I miss you.
I miss the way you welcome me with your wide open spaces. Miss your invitation to endless possibilities. The way you help uncover unseen lessons lurking in the dusty corners of school pick up, potty training, and spaghetti making.
I miss filling your margins in the spare moments of mine with simple thoughts, mixed-up feelings, or weighty revelations born from walking through the mundane days. I miss unpacking the message my heart is most needing in the comfort of your page.
Hours string into days, days into weeks, and I don’t make time to unravel the web of observations woven by that non-stop thread.
I feel tangled when I’m away this long.
But there are other pages, other places I’ve been filling while you’ve stayed blank.
Grocery lists and dinner menus. T-ball picture forms and Scholastic Book Club orders. Pages of prayers texted to my soul sister in another state.

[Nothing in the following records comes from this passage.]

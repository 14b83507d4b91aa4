use super::{BaseProjection, ProjParameters};

/// Equidistant cylindrical projection with the true scale along `lat_ts`. Spherical formulas
/// are used for the ellipsoid too.
#[derive(Debug, Clone, PartialEq)]
pub struct EquidistantCylindrical {
    rc: f64,
    phi0: f64,
}

impl EquidistantCylindrical {
    pub(super) fn new(params: &ProjParameters) -> Self {
        Self {
            rc: params.lat_ts.unwrap_or(0.0).to_radians().cos(),
            phi0: params.lat_0.unwrap_or(0.0).to_radians(),
        }
    }
}

impl BaseProjection for EquidistantCylindrical {
    fn project(&self, phi: f64, lambda: f64) -> (f64, f64) {
        (self.rc * lambda, phi - self.phi0)
    }

    fn invproject(&self, x: f64, y: f64) -> (f64, f64) {
        (y + self.phi0, x / self.rc)
    }
}

#[cfg(test)]
mod tests {
    use super::*;
    use approx::assert_abs_diff_eq;

    #[test]
    fn plate_carree() {
        let eqc = EquidistantCylindrical::new(&ProjParameters::default());
        assert_eq!(eqc.project(0.5, -1.0), (-1.0, 0.5));

        let eqc = EquidistantCylindrical::new(&ProjParameters {
            lat_ts: Some(60.0),
            ..Default::default()
        });
        let (x, _) = eqc.project(0.0, 1.0);
        assert_abs_diff_eq!(x, 0.5, epsilon = 1e-15);
        assert_abs_diff_eq!(eqc.invproject(0.5, 0.0).1, 1.0, epsilon = 1e-15);
    }
}
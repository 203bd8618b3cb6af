//! 商品目录加载
//!
//! 按顺序尝试候选路径，使用第一个成功应答的文件。

use crate::config::CatalogConfig;
use crate::error::{CandidateFailure, CatalogError, FetchError};
use crate::fetch::Fetcher;
use crate::model::{Catalog, CatalogDocument, Category, CategoryDocument, Product};
use tracing::{debug, info, warn};

/// 商品目录加载器
#[derive(Debug, Clone)]
pub struct CatalogLoader {
    candidates: Vec<String>,
    categories_path: String,
}

impl CatalogLoader {
    pub fn new(candidates: Vec<String>) -> Self {
        Self {
            candidates,
            categories_path: CatalogConfig::default().categories_path,
        }
    }

    pub fn from_config(config: &CatalogConfig) -> Self {
        Self {
            candidates: config.candidates.clone(),
            categories_path: config.categories_path.clone(),
        }
    }

    pub fn candidates(&self) -> &[String] {
        &self.candidates
    }

    /// 加载商品目录
    ///
    /// 网络失败或非 2xx 的候选会被跳过；一旦某个候选应答成功，
    /// 它的解析错误或空列表即为最终结果，不再尝试后续候选。
    pub async fn load<F: Fetcher>(&self, fetcher: &F) -> Result<Catalog, CatalogError> {
        if self.candidates.is_empty() {
            return Err(CatalogError::NoCandidates);
        }

        info!("开始加载商品数据，候选路径 {} 个", self.candidates.len());

        let mut failures = Vec::new();
        for path in &self.candidates {
            let response = match fetcher.fetch(path).await {
                Ok(response) => response,
                Err(error) => {
                    warn!("获取 {} 失败: {}", path, error);
                    failures.push(CandidateFailure {
                        path: path.clone(),
                        error,
                    });
                    continue;
                }
            };

            if !response.is_success() {
                warn!("获取 {} 返回 HTTP {}", path, response.status);
                failures.push(CandidateFailure {
                    path: path.clone(),
                    error: FetchError::Status(response.status),
                });
                continue;
            }

            debug!("使用候选路径 {}", path);
            return parse_catalog(path, &response.body);
        }

        Err(CatalogError::Exhausted(failures))
    }

    /// 加载分类，失败只记录警告
    pub async fn load_categories<F: Fetcher>(&self, fetcher: &F) -> Option<Vec<Category>> {
        match self.try_load_categories(fetcher).await {
            Ok(categories) => {
                info!("分类加载完成: {} 个", categories.len());
                Some(categories)
            }
            Err(e) => {
                warn!("无法加载分类: {}", e);
                None
            }
        }
    }

    async fn try_load_categories<F: Fetcher>(
        &self,
        fetcher: &F,
    ) -> Result<Vec<Category>, CatalogError> {
        let path = self.categories_path.as_str();
        let response = fetcher
            .fetch(path)
            .await
            .map_err(|e| CatalogError::from_fetch(path, e))?;
        if !response.is_success() {
            return Err(CatalogError::Status {
                path: path.to_string(),
                status: response.status,
            });
        }

        let document: CategoryDocument =
            serde_json::from_str(&response.body).map_err(|e| CatalogError::Parse {
                path: path.to_string(),
                message: e.to_string(),
            })?;
        Ok(document.categories)
    }
}

impl Default for CatalogLoader {
    fn default() -> Self {
        Self::from_config(&CatalogConfig::default())
    }
}

/// 解析目录文档，缺少或为空的商品列表视为失败
///
/// 无法解析的单条商品记录记录警告后跳过。
pub fn parse_catalog(path: &str, body: &str) -> Result<Catalog, CatalogError> {
    let document: CatalogDocument = serde_json::from_str(body).map_err(|e| CatalogError::Parse {
        path: path.to_string(),
        message: e.to_string(),
    })?;

    let products = document
        .products
        .unwrap_or_default()
        .into_iter()
        .enumerate()
        .filter_map(|(index, record)| match serde_json::from_value::<Product>(record) {
            Ok(product) => Some(product),
            Err(e) => {
                warn!("{} 中第 {} 个商品记录无效，已跳过: {}", path, index, e);
                None
            }
        })
        .collect();

    let catalog = Catalog::new(products).ok_or_else(|| CatalogError::EmptyCatalog {
        path: path.to_string(),
    })?;

    info!("商品加载完成: {} 个", catalog.len());
    Ok(catalog)
}
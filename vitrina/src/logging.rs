use crate::config::LoggingConfig;
use anyhow::Result;
use std::io;
use tracing_appender::{non_blocking, rolling};
use tracing_subscriber::{fmt, layer::SubscriberExt, util::SubscriberInitExt, EnvFilter, Layer};

/// 构建日志过滤器，`RUST_LOG` 优先于配置
pub fn build_filter(level: &str) -> EnvFilter {
    EnvFilter::try_from_default_env().unwrap_or_else(|_| EnvFilter::new(level))
}

/// 初始化日志系统
///
/// 这个函数会：
/// 1. 创建日志目录
/// 2. 设置按日期分割的文件日志
/// 3. 按配置决定是否同时输出到控制台
///
/// # 示例
/// ```no_run
/// use vitrina::config::LoggingConfig;
/// use vitrina::logging::init_logging;
///
/// init_logging(&LoggingConfig::default())?;
/// # Ok::<(), anyhow::Error>(())
/// ```
pub fn init_logging(config: &LoggingConfig) -> Result<()> {
    // 创建日志目录
    std::fs::create_dir_all(&config.log_path)?;

    // 创建文件日志 appender（按日期分割）
    let file_appender = rolling::daily(&config.log_path, &config.file_prefix);
    let (non_blocking, guard) = non_blocking(file_appender);

    let console = config
        .console_output
        .then(|| fmt::layer().with_writer(io::stdout).with_ansi(true));

    tracing_subscriber::registry()
        .with(
            // 文件日志层
            fmt::layer()
                .with_writer(non_blocking)
                .with_ansi(false) // 文件中不使用颜色
                .with_target(false) // 不显示目标模块
                .with_thread_names(true)
                .and_then(console)
                .with_filter(build_filter(&config.level)),
        )
        .try_init()?;

    // guard 控制着日志写入器的生命周期，进程结束前不能释放
    std::mem::forget(guard);

    Ok(())
}

#[cfg(test)]
mod tests {
    use super::*;
    use tempfile::tempdir;

    #[test]
    fn test_init_logging_creates_log_dir() {
        let dir = tempdir().unwrap();
        let config = LoggingConfig {
            log_path: dir.path().join("logs"),
            console_output: false,
            ..LoggingConfig::default()
        };

        init_logging(&config).unwrap();
        assert!(config.log_path.is_dir());
        tracing::info!("日志系统已初始化");
    }
}
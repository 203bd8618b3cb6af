//! 内存中的页面实现
//!
//! 记录所有写入、提示和延时事件，供测试断言和服务端渲染片段使用。

use crate::interaction::{ButtonLook, CartTarget, UiEvent};
use crate::markup::{self, CardView};
use crate::page::{Page, Slot};
use std::collections::{HashMap, HashSet};
use std::time::Duration;

/// 网格内容
#[derive(Debug, Clone, PartialEq)]
enum GridContent {
    Cards(Vec<CardView>),
    Html(String),
}

/// 内存页面
#[derive(Debug, Clone)]
pub struct MemoryPage {
    present: HashSet<Slot>,
    texts: HashMap<Slot, String>,
    htmls: HashMap<Slot, String>,
    grid: Option<GridContent>,
    dropdowns: Vec<bool>,
    touch: bool,
    viewport_width: u32,
    search_value: Option<String>,
    cart_icon: bool,
    badge: Option<String>,
    buttons: HashMap<CartTarget, ButtonLook>,
    alerts: Vec<String>,
    scheduled: Vec<(Duration, UiEvent)>,
    reloads: u32,
}

impl Default for MemoryPage {
    fn default() -> Self {
        Self::new()
    }
}

impl MemoryPage {
    /// 包含全部约定元素的桌面页面：3 个导航项、非触屏、1280 像素宽
    pub fn new() -> Self {
        Self {
            present: Slot::ALL.into_iter().collect(),
            texts: HashMap::new(),
            htmls: HashMap::new(),
            grid: Some(GridContent::Cards(Vec::new())),
            dropdowns: vec![false; 3],
            touch: false,
            viewport_width: 1280,
            search_value: Some(String::new()),
            cart_icon: true,
            badge: None,
            buttons: HashMap::new(),
            alerts: Vec::new(),
            scheduled: Vec::new(),
            reloads: 0,
        }
    }

    /// 没有任何约定元素的空白页面
    pub fn blank() -> Self {
        Self {
            present: HashSet::new(),
            grid: None,
            dropdowns: Vec::new(),
            search_value: None,
            cart_icon: false,
            ..Self::new()
        }
    }

    /// 模拟触屏设备
    pub fn with_touch(mut self, viewport_width: u32) -> Self {
        self.touch = true;
        self.viewport_width = viewport_width;
        self
    }

    pub fn with_nav_items(mut self, count: usize) -> Self {
        self.dropdowns = vec![false; count];
        self
    }

    pub fn without_slot(mut self, slot: Slot) -> Self {
        self.present.remove(&slot);
        self
    }

    pub fn without_grid(mut self) -> Self {
        self.grid = None;
        self
    }

    pub fn without_cart_icon(mut self) -> Self {
        self.cart_icon = false;
        self
    }

    pub fn with_badge(mut self, text: impl Into<String>) -> Self {
        self.badge = Some(text.into());
        self
    }

    pub fn set_viewport_width(&mut self, width: u32) {
        self.viewport_width = width;
    }

    pub fn type_search(&mut self, value: impl Into<String>) {
        self.search_value = Some(value.into());
    }

    pub fn html(&self, slot: Slot) -> Option<&str> {
        self.htmls.get(&slot).map(String::as_str)
    }

    /// 网格中的卡片，网格被错误提示替换时为空
    pub fn cards(&self) -> &[CardView] {
        match &self.grid {
            Some(GridContent::Cards(cards)) => cards,
            _ => &[],
        }
    }

    /// 网格的完整 HTML
    pub fn grid_html(&self) -> Option<String> {
        match self.grid.as_ref()? {
            GridContent::Cards(cards) => Some(cards.iter().map(markup::card_html).collect()),
            GridContent::Html(html) => Some(html.clone()),
        }
    }

    pub fn dropdown_visible(&self, index: usize) -> bool {
        self.dropdowns.get(index).copied().unwrap_or(false)
    }

    pub fn badge(&self) -> Option<&str> {
        self.badge.as_deref()
    }

    pub fn button_look(&self, target: &CartTarget) -> Option<&ButtonLook> {
        self.buttons.get(target)
    }

    pub fn alerts(&self) -> &[String] {
        &self.alerts
    }

    pub fn reloads(&self) -> u32 {
        self.reloads
    }

    /// 取出所有待派发的延时事件
    pub fn take_scheduled(&mut self) -> Vec<(Duration, UiEvent)> {
        std::mem::take(&mut self.scheduled)
    }
}

impl Page for MemoryPage {
    fn set_text(&mut self, slot: Slot, text: &str) -> bool {
        if !self.present.contains(&slot) {
            return false;
        }
        self.htmls.remove(&slot);
        self.texts.insert(slot, text.to_string());
        true
    }

    fn set_html(&mut self, slot: Slot, html: &str) -> bool {
        if !self.present.contains(&slot) {
            return false;
        }
        self.texts.remove(&slot);
        self.htmls.insert(slot, html.to_string());
        true
    }

    fn text(&self, slot: Slot) -> Option<String> {
        if !self.present.contains(&slot) {
            return None;
        }
        self.texts.get(&slot).cloned()
    }

    fn clear_grid(&mut self) -> bool {
        match self.grid.as_mut() {
            Some(grid) => {
                *grid = GridContent::Cards(Vec::new());
                true
            }
            None => false,
        }
    }

    fn append_card(&mut self, card: &CardView) -> bool {
        match self.grid.as_mut() {
            Some(GridContent::Cards(cards)) => {
                cards.push(card.clone());
                true
            }
            Some(grid @ GridContent::Html(_)) => {
                *grid = GridContent::Cards(vec![card.clone()]);
                true
            }
            None => false,
        }
    }

    fn replace_grid(&mut self, html: &str) -> bool {
        match self.grid.as_mut() {
            Some(grid) => {
                *grid = GridContent::Html(html.to_string());
                true
            }
            None => false,
        }
    }

    fn nav_item_count(&self) -> usize {
        self.dropdowns.len()
    }

    fn set_dropdown_visible(&mut self, index: usize, visible: bool) {
        if let Some(dropdown) = self.dropdowns.get_mut(index) {
            *dropdown = visible;
        }
    }

    fn is_touch_device(&self) -> bool {
        self.touch
    }

    fn viewport_width(&self) -> u32 {
        self.viewport_width
    }

    fn search_value(&self) -> Option<String> {
        self.search_value.clone()
    }

    fn cart_badge(&self) -> Option<String> {
        self.badge.clone()
    }

    fn set_cart_badge(&mut self, count: u32) -> bool {
        if !self.cart_icon {
            return false;
        }
        self.badge = Some(count.to_string());
        true
    }

    fn set_add_button(&mut self, target: &CartTarget, look: Option<&ButtonLook>) -> bool {
        match look {
            Some(look) => {
                self.buttons.insert(target.clone(), *look);
            }
            None => {
                self.buttons.remove(target);
            }
        }
        true
    }

    fn alert(&mut self, message: &str) {
        self.alerts.push(message.to_string());
    }

    fn schedule(&mut self, delay: Duration, event: UiEvent) {
        self.scheduled.push((delay, event));
    }

    fn reload(&mut self) {
        self.reloads += 1;
    }
}
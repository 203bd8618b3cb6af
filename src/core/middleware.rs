//! 核心中间件模块

use axum::{extract::Request, middleware::Next, response::Response};
use std::time::Instant;
use tracing::{info, warn};

/// 请求日志中间件，失败状态码记为警告
pub async fn request_logging_middleware(req: Request, next: Next) -> Response {
    let start = Instant::now();
    let method = req.method().clone();
    let uri = req.uri().clone();

    let response = next.run(req).await;
    let status = response.status();
    let elapsed_ms = start.elapsed().as_millis();

    if status.is_client_error() || status.is_server_error() {
        warn!("{} {} - {} - {}ms", method, uri, status, elapsed_ms);
    } else {
        info!("{} {} - {} - {}ms", method, uri, status, elapsed_ms);
    }

    response
}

Volumes of childhood comedies and dramas set on the stage of living room forts and back porch chalk murals.
I’ve been filling the audible blank pages of gathering places, offering stories from my life and words from the Word to women’s wondering hearts.
Good pages. Life-giving pages.
Filling in the blanks of little boys’ tummies that never seem to not be hungry.
Asking the Spirit to fill me as I write devotions or emails or workshops, hours poured out and over books and notes and Bible translations.
The daily chores. The daily grind. The daily invitation to be with God. Be more with God.
It’s been a hard, trying, beautiful, to-self-dying kind of month.
It’s been a continuing kind of month. (Continue—that blessed, beautiful, and unexpected word God gave me at the year’s beginning. That call to not conjure up something new, but to keep on keeping on with the things He is already doing.)
So I wouldn’t change them or trade them—these last four weeks of blog post blank pages.
But the missing is deep enough and the ache to meet you, dear reader, here again is strong enough that I can’t stay away much longer.
Because this is also part of my journey to continue.
Continue using words to unwrap the murmurs of my heart. Continue to open a space where you can say if your heart stirs the same way, too. To ask hard questions of myself, of you. To open ourselves up together to the gritty, grace-laced work God is doing in our lives.
That’s all I needed to say today.
Say that I have missed you, blank page.
And I’ll be back soon.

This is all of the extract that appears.